The answer must consist of every line below containing "None".

# [Records]
----------------------------------------

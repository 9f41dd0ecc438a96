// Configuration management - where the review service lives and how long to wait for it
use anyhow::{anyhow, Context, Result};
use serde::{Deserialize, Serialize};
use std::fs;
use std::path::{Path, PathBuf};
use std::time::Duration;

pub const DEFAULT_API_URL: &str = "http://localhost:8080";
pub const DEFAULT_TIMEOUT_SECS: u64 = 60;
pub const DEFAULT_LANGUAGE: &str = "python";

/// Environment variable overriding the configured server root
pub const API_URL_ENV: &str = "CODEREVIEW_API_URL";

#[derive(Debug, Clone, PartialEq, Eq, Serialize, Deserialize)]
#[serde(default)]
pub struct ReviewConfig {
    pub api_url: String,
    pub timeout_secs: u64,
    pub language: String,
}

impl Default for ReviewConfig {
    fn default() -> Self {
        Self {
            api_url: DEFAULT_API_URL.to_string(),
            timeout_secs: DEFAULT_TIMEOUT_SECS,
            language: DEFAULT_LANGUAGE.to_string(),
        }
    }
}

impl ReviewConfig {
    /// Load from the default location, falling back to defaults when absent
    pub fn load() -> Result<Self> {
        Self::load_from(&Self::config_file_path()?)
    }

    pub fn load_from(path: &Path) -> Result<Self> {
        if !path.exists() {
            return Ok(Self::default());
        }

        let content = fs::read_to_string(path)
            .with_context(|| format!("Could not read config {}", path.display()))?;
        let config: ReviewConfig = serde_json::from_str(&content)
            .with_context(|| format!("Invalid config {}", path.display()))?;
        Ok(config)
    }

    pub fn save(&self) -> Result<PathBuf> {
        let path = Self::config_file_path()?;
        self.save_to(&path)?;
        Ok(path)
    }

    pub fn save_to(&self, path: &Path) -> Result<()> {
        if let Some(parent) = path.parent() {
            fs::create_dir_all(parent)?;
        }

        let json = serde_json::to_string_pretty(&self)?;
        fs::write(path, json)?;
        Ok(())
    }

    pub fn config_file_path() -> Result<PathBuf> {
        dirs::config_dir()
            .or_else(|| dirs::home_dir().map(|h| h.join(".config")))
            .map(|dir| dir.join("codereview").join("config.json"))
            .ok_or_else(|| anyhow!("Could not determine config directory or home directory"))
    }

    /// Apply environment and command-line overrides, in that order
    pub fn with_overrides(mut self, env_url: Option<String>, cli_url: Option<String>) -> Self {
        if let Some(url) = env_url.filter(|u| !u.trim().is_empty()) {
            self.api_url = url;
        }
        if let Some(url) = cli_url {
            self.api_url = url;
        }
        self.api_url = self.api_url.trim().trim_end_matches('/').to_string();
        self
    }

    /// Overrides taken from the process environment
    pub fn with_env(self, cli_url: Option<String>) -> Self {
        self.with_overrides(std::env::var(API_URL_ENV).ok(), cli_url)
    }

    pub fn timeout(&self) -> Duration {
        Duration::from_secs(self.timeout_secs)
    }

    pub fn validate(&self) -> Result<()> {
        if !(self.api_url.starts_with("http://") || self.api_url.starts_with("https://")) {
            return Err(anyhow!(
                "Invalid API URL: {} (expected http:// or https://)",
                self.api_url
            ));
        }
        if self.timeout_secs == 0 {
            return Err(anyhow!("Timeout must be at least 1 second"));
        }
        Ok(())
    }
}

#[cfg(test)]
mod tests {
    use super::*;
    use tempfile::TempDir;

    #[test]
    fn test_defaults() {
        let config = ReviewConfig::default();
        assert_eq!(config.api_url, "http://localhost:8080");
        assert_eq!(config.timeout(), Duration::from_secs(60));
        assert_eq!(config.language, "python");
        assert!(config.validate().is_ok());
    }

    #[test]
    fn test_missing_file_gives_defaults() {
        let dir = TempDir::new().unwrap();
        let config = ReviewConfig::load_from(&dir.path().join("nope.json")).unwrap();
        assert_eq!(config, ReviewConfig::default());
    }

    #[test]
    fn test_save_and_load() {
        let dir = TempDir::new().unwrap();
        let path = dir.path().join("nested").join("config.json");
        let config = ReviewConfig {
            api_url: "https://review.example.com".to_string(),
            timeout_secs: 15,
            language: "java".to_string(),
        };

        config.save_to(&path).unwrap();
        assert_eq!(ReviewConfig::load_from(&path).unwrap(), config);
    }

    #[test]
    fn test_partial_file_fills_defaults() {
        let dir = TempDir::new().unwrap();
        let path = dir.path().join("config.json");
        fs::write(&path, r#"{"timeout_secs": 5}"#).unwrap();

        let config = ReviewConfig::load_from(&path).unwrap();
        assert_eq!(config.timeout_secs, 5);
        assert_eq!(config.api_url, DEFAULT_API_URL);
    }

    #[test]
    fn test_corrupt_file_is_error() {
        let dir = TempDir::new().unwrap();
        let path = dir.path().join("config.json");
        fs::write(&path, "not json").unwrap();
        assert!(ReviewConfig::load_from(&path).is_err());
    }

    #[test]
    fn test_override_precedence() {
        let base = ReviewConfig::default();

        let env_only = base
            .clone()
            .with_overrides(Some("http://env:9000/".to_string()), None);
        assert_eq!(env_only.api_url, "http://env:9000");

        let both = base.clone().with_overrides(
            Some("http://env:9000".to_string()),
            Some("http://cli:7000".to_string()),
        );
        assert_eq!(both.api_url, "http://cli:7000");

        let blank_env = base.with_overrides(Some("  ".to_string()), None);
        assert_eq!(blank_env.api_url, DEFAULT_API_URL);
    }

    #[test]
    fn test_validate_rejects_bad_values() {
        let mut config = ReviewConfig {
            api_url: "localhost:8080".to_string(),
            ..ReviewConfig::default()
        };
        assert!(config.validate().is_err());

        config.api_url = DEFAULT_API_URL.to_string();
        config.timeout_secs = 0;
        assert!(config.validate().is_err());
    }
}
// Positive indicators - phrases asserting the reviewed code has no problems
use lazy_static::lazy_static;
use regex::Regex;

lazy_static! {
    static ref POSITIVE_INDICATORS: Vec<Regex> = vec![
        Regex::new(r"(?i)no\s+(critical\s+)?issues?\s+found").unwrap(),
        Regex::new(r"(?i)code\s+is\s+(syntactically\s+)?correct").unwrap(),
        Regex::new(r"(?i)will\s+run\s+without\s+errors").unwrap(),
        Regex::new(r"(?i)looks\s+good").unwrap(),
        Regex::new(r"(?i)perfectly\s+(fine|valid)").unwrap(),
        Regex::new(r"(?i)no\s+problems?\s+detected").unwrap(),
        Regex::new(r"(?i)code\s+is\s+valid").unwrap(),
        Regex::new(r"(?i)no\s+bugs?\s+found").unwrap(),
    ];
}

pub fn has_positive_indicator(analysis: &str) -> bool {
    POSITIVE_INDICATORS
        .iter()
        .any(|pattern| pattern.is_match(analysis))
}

----------------------------------------

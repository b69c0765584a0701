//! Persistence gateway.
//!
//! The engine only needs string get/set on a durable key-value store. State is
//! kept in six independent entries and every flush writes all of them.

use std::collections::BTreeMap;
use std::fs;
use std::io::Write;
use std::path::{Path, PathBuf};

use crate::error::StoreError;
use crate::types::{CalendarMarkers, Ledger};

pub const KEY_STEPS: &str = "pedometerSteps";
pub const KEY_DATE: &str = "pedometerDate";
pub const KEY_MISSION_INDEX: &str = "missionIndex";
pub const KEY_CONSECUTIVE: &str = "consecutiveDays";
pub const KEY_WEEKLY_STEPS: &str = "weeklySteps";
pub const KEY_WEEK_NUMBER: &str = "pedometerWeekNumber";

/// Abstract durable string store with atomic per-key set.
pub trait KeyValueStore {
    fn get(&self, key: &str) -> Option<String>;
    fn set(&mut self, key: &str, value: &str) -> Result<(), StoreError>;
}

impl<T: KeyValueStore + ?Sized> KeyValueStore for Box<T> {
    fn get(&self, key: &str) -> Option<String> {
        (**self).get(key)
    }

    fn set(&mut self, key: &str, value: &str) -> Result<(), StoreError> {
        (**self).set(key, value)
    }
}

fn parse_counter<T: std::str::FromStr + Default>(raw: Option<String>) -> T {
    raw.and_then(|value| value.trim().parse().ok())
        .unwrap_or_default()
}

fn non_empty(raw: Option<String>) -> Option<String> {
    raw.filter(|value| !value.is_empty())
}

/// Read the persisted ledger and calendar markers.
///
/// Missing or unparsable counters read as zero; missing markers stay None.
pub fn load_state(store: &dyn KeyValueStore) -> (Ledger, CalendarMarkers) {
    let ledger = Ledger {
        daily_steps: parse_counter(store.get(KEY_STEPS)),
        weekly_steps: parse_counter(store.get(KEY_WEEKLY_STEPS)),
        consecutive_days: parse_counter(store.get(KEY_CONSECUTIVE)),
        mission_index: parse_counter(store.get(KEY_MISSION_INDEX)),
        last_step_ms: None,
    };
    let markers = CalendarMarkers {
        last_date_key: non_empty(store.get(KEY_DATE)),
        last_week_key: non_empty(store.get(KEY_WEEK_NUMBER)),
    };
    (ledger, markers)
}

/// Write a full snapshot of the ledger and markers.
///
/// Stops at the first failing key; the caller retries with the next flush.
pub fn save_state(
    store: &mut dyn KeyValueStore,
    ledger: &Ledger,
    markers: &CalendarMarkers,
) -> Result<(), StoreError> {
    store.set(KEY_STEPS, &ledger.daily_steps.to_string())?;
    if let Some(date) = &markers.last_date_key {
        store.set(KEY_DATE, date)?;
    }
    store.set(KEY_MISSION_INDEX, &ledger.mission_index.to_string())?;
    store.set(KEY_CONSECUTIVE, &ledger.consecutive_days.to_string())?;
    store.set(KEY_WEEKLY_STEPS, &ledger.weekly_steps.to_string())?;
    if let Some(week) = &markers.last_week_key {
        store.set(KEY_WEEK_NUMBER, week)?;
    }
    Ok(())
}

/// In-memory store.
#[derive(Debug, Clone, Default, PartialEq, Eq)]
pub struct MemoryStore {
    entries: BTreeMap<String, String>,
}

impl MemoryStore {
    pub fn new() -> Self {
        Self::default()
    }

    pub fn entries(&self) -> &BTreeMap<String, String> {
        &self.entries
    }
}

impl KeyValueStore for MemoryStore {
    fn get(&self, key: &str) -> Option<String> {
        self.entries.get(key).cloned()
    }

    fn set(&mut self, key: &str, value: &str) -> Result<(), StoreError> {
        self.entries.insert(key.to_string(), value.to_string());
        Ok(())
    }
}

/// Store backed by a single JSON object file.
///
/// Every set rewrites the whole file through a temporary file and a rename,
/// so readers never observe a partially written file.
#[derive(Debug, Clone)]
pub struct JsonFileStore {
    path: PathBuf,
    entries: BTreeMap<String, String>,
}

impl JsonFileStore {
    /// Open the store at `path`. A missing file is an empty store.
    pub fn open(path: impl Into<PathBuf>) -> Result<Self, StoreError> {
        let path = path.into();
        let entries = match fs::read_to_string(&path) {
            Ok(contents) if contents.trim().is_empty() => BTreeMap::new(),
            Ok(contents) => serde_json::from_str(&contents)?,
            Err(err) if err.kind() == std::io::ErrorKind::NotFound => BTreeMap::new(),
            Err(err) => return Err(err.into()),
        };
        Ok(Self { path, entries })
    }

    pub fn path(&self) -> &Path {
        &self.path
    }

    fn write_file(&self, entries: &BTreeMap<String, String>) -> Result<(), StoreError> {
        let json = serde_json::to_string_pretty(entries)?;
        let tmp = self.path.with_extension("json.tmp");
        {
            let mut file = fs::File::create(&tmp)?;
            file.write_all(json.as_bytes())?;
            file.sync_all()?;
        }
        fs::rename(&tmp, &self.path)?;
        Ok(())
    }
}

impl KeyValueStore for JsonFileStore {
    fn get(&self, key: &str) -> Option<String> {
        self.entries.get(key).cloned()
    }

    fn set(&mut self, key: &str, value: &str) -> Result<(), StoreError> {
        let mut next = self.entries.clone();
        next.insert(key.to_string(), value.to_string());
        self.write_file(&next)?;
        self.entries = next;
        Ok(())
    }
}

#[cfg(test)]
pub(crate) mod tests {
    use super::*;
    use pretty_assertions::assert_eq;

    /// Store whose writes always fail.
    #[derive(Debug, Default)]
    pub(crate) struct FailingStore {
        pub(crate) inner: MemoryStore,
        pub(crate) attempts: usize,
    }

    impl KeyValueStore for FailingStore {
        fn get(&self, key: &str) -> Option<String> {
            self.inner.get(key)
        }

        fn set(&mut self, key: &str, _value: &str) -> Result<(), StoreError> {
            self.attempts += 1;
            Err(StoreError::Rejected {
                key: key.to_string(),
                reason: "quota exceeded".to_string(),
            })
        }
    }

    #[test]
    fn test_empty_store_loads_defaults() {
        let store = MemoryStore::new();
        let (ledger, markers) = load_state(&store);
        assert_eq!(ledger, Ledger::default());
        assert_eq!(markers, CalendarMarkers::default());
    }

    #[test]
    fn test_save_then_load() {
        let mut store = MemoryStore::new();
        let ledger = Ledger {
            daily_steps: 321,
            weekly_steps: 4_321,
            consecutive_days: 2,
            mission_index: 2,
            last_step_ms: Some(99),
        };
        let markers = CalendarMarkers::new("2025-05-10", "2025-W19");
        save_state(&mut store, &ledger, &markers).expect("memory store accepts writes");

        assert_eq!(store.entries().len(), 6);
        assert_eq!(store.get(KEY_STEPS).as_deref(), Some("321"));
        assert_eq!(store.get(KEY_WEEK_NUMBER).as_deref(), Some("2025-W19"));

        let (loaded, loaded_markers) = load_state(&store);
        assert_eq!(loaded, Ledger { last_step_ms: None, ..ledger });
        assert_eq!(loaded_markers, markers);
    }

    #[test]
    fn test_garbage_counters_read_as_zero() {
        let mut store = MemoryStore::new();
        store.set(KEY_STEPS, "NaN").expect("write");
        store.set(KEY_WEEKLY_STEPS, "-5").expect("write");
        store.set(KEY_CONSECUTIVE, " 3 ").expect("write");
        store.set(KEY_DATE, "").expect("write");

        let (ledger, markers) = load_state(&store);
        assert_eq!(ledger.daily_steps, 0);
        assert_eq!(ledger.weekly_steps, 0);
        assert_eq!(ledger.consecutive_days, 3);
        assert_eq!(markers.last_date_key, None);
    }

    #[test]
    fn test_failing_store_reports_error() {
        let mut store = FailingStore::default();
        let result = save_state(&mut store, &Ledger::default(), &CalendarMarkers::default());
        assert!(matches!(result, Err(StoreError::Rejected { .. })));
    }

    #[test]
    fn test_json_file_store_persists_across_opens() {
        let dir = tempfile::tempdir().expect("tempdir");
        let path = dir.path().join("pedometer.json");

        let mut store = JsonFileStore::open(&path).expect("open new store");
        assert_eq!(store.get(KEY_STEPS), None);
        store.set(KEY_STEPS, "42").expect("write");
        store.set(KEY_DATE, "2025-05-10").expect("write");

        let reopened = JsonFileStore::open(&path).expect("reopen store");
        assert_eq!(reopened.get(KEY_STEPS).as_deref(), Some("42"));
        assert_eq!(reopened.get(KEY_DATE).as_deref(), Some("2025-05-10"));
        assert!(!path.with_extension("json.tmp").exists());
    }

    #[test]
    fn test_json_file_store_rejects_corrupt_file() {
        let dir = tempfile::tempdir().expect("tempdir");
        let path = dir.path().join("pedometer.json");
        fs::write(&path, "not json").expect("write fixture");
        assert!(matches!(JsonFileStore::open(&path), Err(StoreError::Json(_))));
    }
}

----------------------------------------

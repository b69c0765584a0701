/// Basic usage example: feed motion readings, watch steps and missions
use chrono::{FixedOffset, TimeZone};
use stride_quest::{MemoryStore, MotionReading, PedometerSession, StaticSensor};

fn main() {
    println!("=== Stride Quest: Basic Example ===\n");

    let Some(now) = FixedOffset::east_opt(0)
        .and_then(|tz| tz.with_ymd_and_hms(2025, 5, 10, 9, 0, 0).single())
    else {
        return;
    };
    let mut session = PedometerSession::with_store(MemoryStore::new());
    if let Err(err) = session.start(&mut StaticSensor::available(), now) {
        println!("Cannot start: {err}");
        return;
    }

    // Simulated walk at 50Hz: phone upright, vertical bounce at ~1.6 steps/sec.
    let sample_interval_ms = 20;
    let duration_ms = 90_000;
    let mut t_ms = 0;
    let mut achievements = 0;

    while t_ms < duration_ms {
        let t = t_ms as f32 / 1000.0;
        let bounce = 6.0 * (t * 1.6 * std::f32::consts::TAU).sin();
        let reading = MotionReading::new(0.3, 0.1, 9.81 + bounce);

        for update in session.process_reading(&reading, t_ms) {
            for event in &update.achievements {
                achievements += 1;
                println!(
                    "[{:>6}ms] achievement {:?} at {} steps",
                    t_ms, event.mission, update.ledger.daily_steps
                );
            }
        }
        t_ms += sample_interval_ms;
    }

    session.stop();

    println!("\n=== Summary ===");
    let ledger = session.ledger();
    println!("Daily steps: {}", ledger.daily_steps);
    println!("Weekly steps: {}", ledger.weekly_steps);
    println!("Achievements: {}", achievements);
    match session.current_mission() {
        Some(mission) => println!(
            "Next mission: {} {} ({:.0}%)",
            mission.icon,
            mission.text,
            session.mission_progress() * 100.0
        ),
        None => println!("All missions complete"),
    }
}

----------------------------------------

# [Task result]
            .with_overrides(Some("http://env:9000/".to_string()), None);
        let blank_env = base.with_overrides(Some("  ".to_string()), None);
/// Missing or unparsable counters read as zero; missing markers stay None.
        last_step_ms: None,
        assert_eq!(loaded, Ledger { last_step_ms: None, ..ledger });
        assert_eq!(markers.last_date_key, None);
        assert_eq!(store.get(KEY_STEPS), None);
        None => println!("All missions complete"),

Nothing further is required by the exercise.